It was also in the summer of 1997

I had to sometimes painfully revise the impression I got from my volunteer year – it was also in the summer of 1997 – that Ueckermünde was/is over. Terrible.

Thank you very much for your review. I was also very impressed by the book. It stirred me up, made me angry, and at times left me speechless.
But in the late 1990s there was such optimism in the air.

During my volunteer year in Mecklenburg I got to know people who were (actually) rescued from Ueckermünde: Ueckermünde is over. Life has returned again. With professional support, these people managed to become autonomous in an incredible way. Today they sometimes live in their own apartments. If these newly trained therapeutic and social education workers had spent even one minute (primarily) on diagnoses, if these people had not been acknowledged in their history, with their desires and their life goals kept in sight, they would have never gotten back on their feet in the new environment. But that was not the case. The minister mentioned in the book also knew and cared for this institution and did all she could to promote this human pedagogy. I remember that.
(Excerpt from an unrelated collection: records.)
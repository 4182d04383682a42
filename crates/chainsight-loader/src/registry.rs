//! Named analysis queries used by individual dashboard panels. Kept as a
//! static registry so the API and CLI can enumerate and run them by name.

use crate::error::{Error, Result};

#[derive(Debug, Clone, Copy)]
pub struct AnalysisQuery {
    pub name: &'static str,
    pub sql: &'static str,
    pub description: &'static str,
}

pub const ANALYSIS_QUERIES: &[AnalysisQuery] = &[
    AnalysisQuery {
        name: "performance_snapshot",
        sql: "\
            SELECT * FROM analytics.fact_performance_snapshot \
            ORDER BY performance_month DESC",
        description: "Full performance snapshot data",
    },
    AnalysisQuery {
        name: "latest_metrics",
        sql: "\
            SELECT \
                region, \
                strategy_mode, \
                ROUND(AVG(otif_pct)::numeric, 1) as otif, \
                ROUND(AVG(gross_margin_pct)::numeric, 1) as margin, \
                ROUND(AVG(roce_pct)::numeric, 1) as roce, \
                ROUND((SUM(free_cash_flow_usd) / 1000000)::numeric, 2) as fcf_m \
            FROM analytics.fact_performance_snapshot \
            WHERE performance_month >= CURRENT_DATE - INTERVAL '3 months' \
            GROUP BY region, strategy_mode \
            ORDER BY region, strategy_mode",
        description: "Latest 3-month performance metrics",
    },
    AnalysisQuery {
        name: "inventory_breakdown",
        sql: "\
            SELECT \
                performance_month, \
                ROUND((SUM(cycle_stock_value) / 1000000)::numeric, 2) as cycle_m, \
                ROUND((SUM(safety_stock_value) / 1000000)::numeric, 2) as safety_m, \
                ROUND((SUM(pipeline_stock_value) / 1000000)::numeric, 2) as pipeline_m, \
                ROUND((SUM(anticipation_stock_value) / 1000000)::numeric, 2) as anticipation_m, \
                ROUND((SUM(strategic_stock_value) / 1000000)::numeric, 2) as strategic_m \
            FROM analytics.fact_performance_snapshot \
            GROUP BY performance_month \
            ORDER BY performance_month",
        description: "Monthly inventory decomposition",
    },
    AnalysisQuery {
        name: "triangle_metrics",
        sql: "\
            SELECT \
                strategy_mode, \
                ROUND(AVG(otif_pct)::numeric, 2) as service, \
                ROUND(AVG(gross_margin_pct)::numeric, 2) as cost, \
                ROUND(AVG(roce_pct)::numeric, 2) as cash \
            FROM analytics.fact_performance_snapshot \
            WHERE performance_month >= CURRENT_DATE - INTERVAL '1 month' \
            GROUP BY strategy_mode",
        description: "Triangle trade-off metrics by strategy",
    },
    AnalysisQuery {
        name: "scenario_control",
        sql: "\
            SELECT * FROM analytics.scenario_control \
            ORDER BY strategy_mode, shock_event NULLS FIRST",
        description: "Scenario control parameters",
    },
    AnalysisQuery {
        name: "financial_bridge",
        sql: "\
            SELECT \
                performance_month, \
                ROUND((SUM(nopat_usd) / 1000000)::numeric, 2) as nopat_m, \
                ROUND((SUM(working_capital_delta_usd) / 1000000)::numeric, 2) as wc_delta_m, \
                ROUND((SUM(fixed_asset_delta_usd) / 1000000)::numeric, 2) as fa_delta_m, \
                ROUND((SUM(free_cash_flow_usd) / 1000000)::numeric, 2) as fcf_m, \
                ROUND(AVG(roce_pct)::numeric, 2) as roce_pct \
            FROM analytics.fact_performance_snapshot \
            GROUP BY performance_month \
            ORDER BY performance_month DESC \
            LIMIT 12",
        description: "Financial bridge waterfall data",
    },
    AnalysisQuery {
        name: "causal_traces",
        sql: "\
            SELECT * FROM intelligence.causal_trace_definitions \
            ORDER BY causal_weight DESC",
        description: "Causal trace relationship definitions",
    },
    AnalysisQuery {
        name: "predictions",
        sql: "\
            SELECT \
                p.performance_month, \
                p.region, \
                s.strategy_mode, \
                s.shock_event, \
                ROUND((p.predicted_fcf_usd / 1000000)::numeric, 2) as pred_fcf_m, \
                ROUND(p.predicted_roce_pct::numeric, 2) as pred_roce, \
                ROUND((p.predicted_safety_stock_usd / 1000000)::numeric, 2) as pred_safety_m \
            FROM consumption.predictive_bridge p \
            JOIN analytics.scenario_control s ON p.scenario_id = s.scenario_id \
            WHERE p.performance_month >= CURRENT_DATE - INTERVAL '6 months' \
            ORDER BY p.performance_month DESC",
        description: "ML predictions with scenario context",
    },
    AnalysisQuery {
        name: "pipeline_vs_roce",
        sql: "\
            SELECT \
                performance_month, \
                ROUND((SUM(pipeline_stock_value) / 1000000)::numeric, 2) as pipeline_m, \
                ROUND(AVG(roce_pct)::numeric, 2) as roce \
            FROM analytics.fact_performance_snapshot \
            WHERE performance_month >= CURRENT_DATE - INTERVAL '1 year' \
            GROUP BY performance_month \
            ORDER BY performance_month",
        description: "Pipeline stock vs ROCE trend",
    },
];

pub fn lookup(name: &str) -> Result<&'static AnalysisQuery> {
    ANALYSIS_QUERIES
        .iter()
        .find(|q| q.name == name)
        .ok_or_else(|| Error::UnknownQuery(name.to_string()))
}

#[cfg(test)]
mod tests {
    use super::*;
    use std::collections::HashSet;

    #[test]
    fn test_registry_names_are_unique() {
        let names: HashSet<&str> = ANALYSIS_QUERIES.iter().map(|q| q.name).collect();
        assert_eq!(names.len(), ANALYSIS_QUERIES.len());
    }

    #[test]
    fn test_lookup() {
        let query = lookup("triangle_metrics").unwrap();
        assert!(query.sql.contains("strategy_mode"));

        assert!(lookup("golden_query").is_err());
    }
}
In my opinion, the overview of the hospitalization process in your review is somewhat concise. I read the corresponding sections in such a way that several people on that day agreed Mr. Discher was not doing well. One of these people was his friend Bea, who first went to church with him after an outing, and also to the place where Mr. Discher spoke with the minister. Bea later went with him to the hospital. Furthermore, the pastor mentioned as well as the church-goers present also encountered Mr. Discher (although they did not have any relevant influence on what happened later).

In the church itself, along with previous observations made by Bea, there was also a critical moment that probably confused everyone involved (the brief speech to the visitors present at the service). After the pastor (in my opinion) intervened appropriately and re-established the “social order” by simply instructing the author to sit down on one of the benches, it was Bea who then (understandably) sought to talk to the pastor. We learn nothing about what they talked about in the book, but it can be assumed that the pastor took Bea’s concern to heart and suggested that she visit the minister.

This minister, in turn, certainly heard in advance a) about the critical moment in the church (speech, etc.) and b) about the suspicion / concern of Bea and the pastor. –> This is at least the immediate context in which the author meets the pastor. [This has little to do with the 1968 movement in the sense you describe: on the contrary – it was this movement that gave impetus to the psychiatric reform throughout Europe (except in the GDR) in the 1970s (–> Psychiatrie Enquete 1975 et al.), and created the basis for the deinstitutionalization of large institutions, including those which care for the disabled and elderly. The latter, however, only came into the picture a little later and UNFORTUNATELY did not have enough staying power to finally end the partly undignified treatment of elderly people]. In addition to the context mentioned above, which reinforces the presumption, there is another aspect: at one point the minister asked Mr. Discher who Mr. Discher would like to talk to. He mentioned Mila (his inner voice). The minister and Bea then agreed to take him to Mila’s – they took him to the emergency room instead. How should they have reacted? I tried to answer the question myself and realize how difficult it is (also, of course, because I have only a limited insight based on what I’ve read in the book).

What is true in any case: nobody understood Mr. Discher at that time, and nobody was able to adequately assess him and his situation.

Personally, I would not blame the people mentioned as they clearly were not part of the medical system. They acted because they felt they had to act. They believed that they could no longer remain within their own limited possibilities (friendship, pastoral care), but needed to involve professionals with medical qualifications, whom the pastor, minister and Bea also trusted. That’s the ultimate tragedy.

Moreover, a minister cannot arrange for a “hospitalization”. This is a matter for the doctors to decide. With the doctors alone all further responsibility remained to decide whether the young man was in a psychiatric (and thus medically treatable) or a psychosocial and/or development-related temporary life crisis… This should have been identified and determined by (the many) doctors mentioned. Not by the minister, who acted on the basis of a suspicion (like family members, friends or colleagues did in other cases) which could have been completely dismissed. It was not, however, because of the incompetence and inhuman attitude of the doctors mentioned. I had to sometimes painfully revise the impression I got from my volunteer year – it was also in the summer of 1997 – that Ueckermünde was/is over. Terrible.